The harm of having local law enforcement pursue immigration enforcement has been well documented nationwide. “Entangling local police with federal immigration enforcement results in a climate of fear and less safety for all of us because community members in fear of retribution are less willing to speak out about crimes committed against them or their loved ones.” explained Amanda Maya, litigation associate at Orrick, Herrington & Sutcliffe LLP, adding, “We hope this case will push Clark County and other municipalities to move in a direction that fosters inclusivity and safety for all community members, regardless of their citizenship status.”

Stephen Peek, partner at Holland & Hart, LLP, observed, “This effort to hold Sheriff Lombardo and LVMPD accountable also recognizes the lasting harm that can result from these policies. We are committed to lend our legal services to challenge these policies and seek justice for Mr. Adame-Reyes.”

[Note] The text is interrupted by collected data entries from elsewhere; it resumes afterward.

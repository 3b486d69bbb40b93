use core::{marker::PhantomData, ptr::NonNull};

use crate::{AvlTree, Link, Links, TreeNode};

/// An in-order iterator over the elements of an [`AvlTree`].
///
/// Traversal uses the nodes' parent links, so no auxiliary stack is needed.
pub struct Iter<'tree, T: TreeNode<Links<T>> + ?Sized> {
    cur: Link<T>,
    len: usize,
    _tree: PhantomData<&'tree AvlTree<T>>,
}

impl<'tree, T: TreeNode<Links<T>> + ?Sized> Iter<'tree, T> {
    pub(crate) fn new(tree: &'tree AvlTree<T>) -> Self {
        Iter {
            cur: tree.first_raw(),
            len: tree.len(),
            _tree: PhantomData,
        }
    }
}

impl<'tree, T: TreeNode<Links<T>> + ?Sized> Iterator for Iter<'tree, T> {
    type Item = &'tree T;

    fn next(&mut self) -> Option<Self::Item> {
        let cur = self.cur?;

        self.cur = unsafe { successor(cur) };
        self.len -= 1;

        Some(unsafe { cur.as_ref() })
    }

    fn size_hint(&self) -> (usize, Option<usize>) {
        (self.len, Some(self.len))
    }
}

impl<T: TreeNode<Links<T>> + ?Sized> ExactSizeIterator for Iter<'_, T> {}

// Returns the in-order successor of `node`: the minimum of its right subtree
// if one exists, and otherwise the nearest ancestor holding `node` in its
// left subtree.
unsafe fn successor<T: TreeNode<Links<T>> + ?Sized>(node: NonNull<T>) -> Link<T> {
    unsafe {
        if let Some(right) = T::links(node).as_ref().right() {
            let mut cur = right;
            while let Some(left) = T::links(cur).as_ref().left() {
                cur = left;
            }
            return Some(cur);
        }

        let mut cur = node;
        while let Some(parent) = T::links(cur).as_ref().parent() {
            if T::links(parent).as_ref().left() == Some(cur) {
                return Some(parent);
            }
            cur = parent;
        }

        None
    }
}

Adame-Reyes expressed a similar sentiment in explaining why he brought the case. “A court said I could be free, and yet I have been detained for almost six months. I am saddened to be away from my family and to have missed sharing the holiday season with them. It is my hope that Clark County and other local law enforcement agencies will cease working with immigration to detain individuals who, like me, should have been allowed to go home to their families.”

The lawsuit was filed today in the U.S. District Court for the District of Nevada.

The complaint filed today is available at www.nilc.org/wp-content/uploads/2020/02/Adame-Reyes-v-Lombardo-complaint-2020-02-06.pdf.